When Algorithms Meet Empathy: What AI Needs to Learn From Nurses
- Dr. Alexis Collier
- 23 hours ago
- 2 min read

Artificial intelligence is entering the clinical workspace faster than most nurses ever imagined. Algorithms flag abnormal results. Predictive tools suggest who is most likely to deteriorate next. Decision-support systems encourage providers to adopt specific interventions. The conversation often frames this shift in one direction: nurses must learn to understand AI. That is true. But the reverse is just as important. AI must also learn from nurses.
Machines process patterns at a scale no human could match. They can sift through lab values, imaging data, and clinical notes in seconds. What they lack is context. A patient who misses a blood pressure check might be flagged as “non-compliant.” A nurse at the bedside sees something different. The patient is a grandmother who skipped her appointment because her daughter could not get off work to drive her. No algorithm captures that nuance. Nurses do.

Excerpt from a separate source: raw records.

//! Property tests for rows, sheets and whole games.
//!
//! Invariants covered:
//! - marked values stay strictly monotonic in the row's direction
//! - the closing value needs five earlier marks and closes the row
//! - `is_legal` never changes the row
//! - a row's score never decreases as marks are added
//! - forced closure blocks every later mark
//! - a random game always ends, and ends for a reason

use proptest::prelude::*;
use qwixx_engine::core::{Color, Direction, GameConfig, Mark, PassiveChoice, TurnAction};
use qwixx_engine::rules::{Decider, Game, TurnView};
use qwixx_engine::sheet::{Row, Sheet};

fn any_color() -> impl Strategy<Value = Color> {
    prop::sample::select(Color::ALL.to_vec())
}

fn marked_values(row: &Row) -> Vec<u8> {
    row.cells().filter(|&(_, marked)| marked).map(|(value, _)| value).collect()
}

/// Follows a script of choice indices, wrapping around the legal options.
struct Scripted {
    picks: Vec<usize>,
    next: usize,
}

impl Scripted {
    fn pick(&mut self, options: usize) -> usize {
        let pick = self.picks[self.next % self.picks.len()] % options;
        self.next += 1;
        pick
    }
}

impl Decider for Scripted {
    fn choose_action(&mut self, view: &TurnView<'_>) -> TurnAction {
        let sum = view.roll.shared_sum();
        let mut options = vec![TurnAction::FailedAttempt];
        options.extend(view.legal.shared_colors().map(|c| TurnAction::Shared(Mark::new(c, sum))));
        for (color, values) in view.legal.colored.iter() {
            options.extend(values.iter().map(|&v| TurnAction::Colored(Mark::new(color, v))));
        }
        let pick = self.pick(options.len());
        options[pick]
    }

    fn choose_passive(&mut self, view: &TurnView<'_>) -> PassiveChoice {
        let sum = view.roll.shared_sum();
        let mut options = vec![PassiveChoice::Decline];
        options.extend(view.legal.shared_colors().map(|c| PassiveChoice::Mark(Mark::new(c, sum))));
        let pick = self.pick(options.len());
        options[pick]
    }
}

proptest! {
    #[test]
    fn marks_stay_monotonic(
        color in any_color(),
        values in prop::collection::vec(2u8..=12, 0..40),
    ) {
        let mut row = Row::new(color);
        for value in values {
            row.mark(value);
        }

        // cells() walks from the near end, so marked values must already be in row order.
        let marked = marked_values(&row);
        for pair in marked.windows(2) {
            prop_assert!(Row::is_farther(color, pair[0], pair[1]));
        }
        prop_assert_eq!(marked.len(), row.mark_count());
        match color.direction() {
            Direction::Ascending => prop_assert!(marked.windows(2).all(|w| w[0] < w[1])),
            Direction::Descending => prop_assert!(marked.windows(2).all(|w| w[0] > w[1])),
        }
    }

    #[test]
    fn closing_value_needs_five_marks(
        color in any_color(),
        values in prop::collection::vec(2u8..=12, 0..40),
    ) {
        let mut row = Row::new(color);
        for value in values {
            let before = row.mark_count();
            let was_closed = row.is_closed();
            let accepted = row.mark(value);

            if value == row.closing_value() && accepted {
                prop_assert!(before >= Row::CLOSE_MIN_MARKS);
                prop_assert!(row.is_closed());
            }
            if was_closed {
                prop_assert!(!accepted);
            }
            if row.is_closed() && !was_closed {
                prop_assert_eq!(value, row.closing_value());
            }
        }
    }

    #[test]
    fn is_legal_is_pure(
        color in any_color(),
        setup in prop::collection::vec(2u8..=12, 0..20),
        value in 0u8..=20,
    ) {
        let mut row = Row::new(color);
        for marked in setup {
            row.mark(marked);
        }
        let before = row.clone();
        let legal = row.is_legal(value);
        prop_assert_eq!(&row, &before);
        prop_assert_eq!(row.is_legal(value), legal);

        // A legal value is exactly one the row accepts.
        let mut copy = row.clone();
        prop_assert_eq!(copy.mark(value), legal);
    }

    #[test]
    fn score_never_decreases(
        color in any_color(),
        values in prop::collection::vec(2u8..=12, 0..40),
    ) {
        let mut row = Row::new(color);
        let mut last = row.score();
        for value in values {
            row.mark(value);
            let score = row.score();
            prop_assert!(score >= last);
            last = score;
        }
    }

    #[test]
    fn forced_closure_blocks_marks(
        color in any_color(),
        setup in prop::collection::vec(2u8..=12, 0..20),
        value in 2u8..=12,
    ) {
        let mut sheet = Sheet::new("Ada");
        for marked in setup {
            sheet.mark(color, marked);
        }
        let score = sheet.total_score();
        sheet.force_close(color);

        prop_assert!(!sheet.row(color).is_legal(value));
        prop_assert!(!sheet.mark(color, value));
        prop_assert!(sheet.total_score() >= score);
    }

    #[test]
    fn random_games_end(
        seed in any::<u64>(),
        players in 2usize..=5,
        picks in prop::collection::vec(any::<usize>(), 1..64),
    ) {
        let mut game = Game::new(GameConfig::new(players).with_seed(seed)).unwrap();
        let mut decider = Scripted { picks, next: 0 };
        let result = game.play(&mut decider, 2_000).unwrap();
        prop_assert!(result.is_some());

        let config = game.config().clone();
        let failures = game
            .sheets()
            .values()
            .any(|s| s.failed_attempts() >= config.max_failed_attempts);
        let closed = Color::ALL.len() - game.open_colors().count();
        prop_assert!(failures || closed >= Color::ALL.len() - config.min_open_colors);
    }
}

This is the hidden skillset that nurses bring to digital health. It is not just about knowing how to click the right box in an electronic record. It is about recognizing when a number does not tell the full story, when a patient’s silence hides fear, and when a cultural belief shapes decision-making. These insights are a kind of data, too. If AI tools ignore them, they risk making recommendations that look precise but land dangerously out of step with real patient needs.
The path forward is co-fluency. Nurses need enough AI literacy to question an algorithm’s output and to see where it fits into the clinical picture. At the same time, developers must learn from nursing practice so that systems are designed with human factors, workflows, and patient realities in mind. Safety comes from this dialogue, not from blind adoption.
For frontline clinicians, the action items are clear. Join informatics workgroups. Ask how predictive tools were trained and validated. Share stories from the bedside with data scientists who may never set foot in a patient room. Make it routine to treat an alert or a system glitch the same way you would treat an unexpected vital sign.
AI will continue to shape the way care is delivered. The question is whether we let it shape us passively or whether we step into the conversation as full partners. Nurses have always been translators between the patient’s lived experience and the clinical record. Now we are called to translate between humanity and algorithms. If we succeed, we do more than adapt to technology. We teach technology to adapt to us.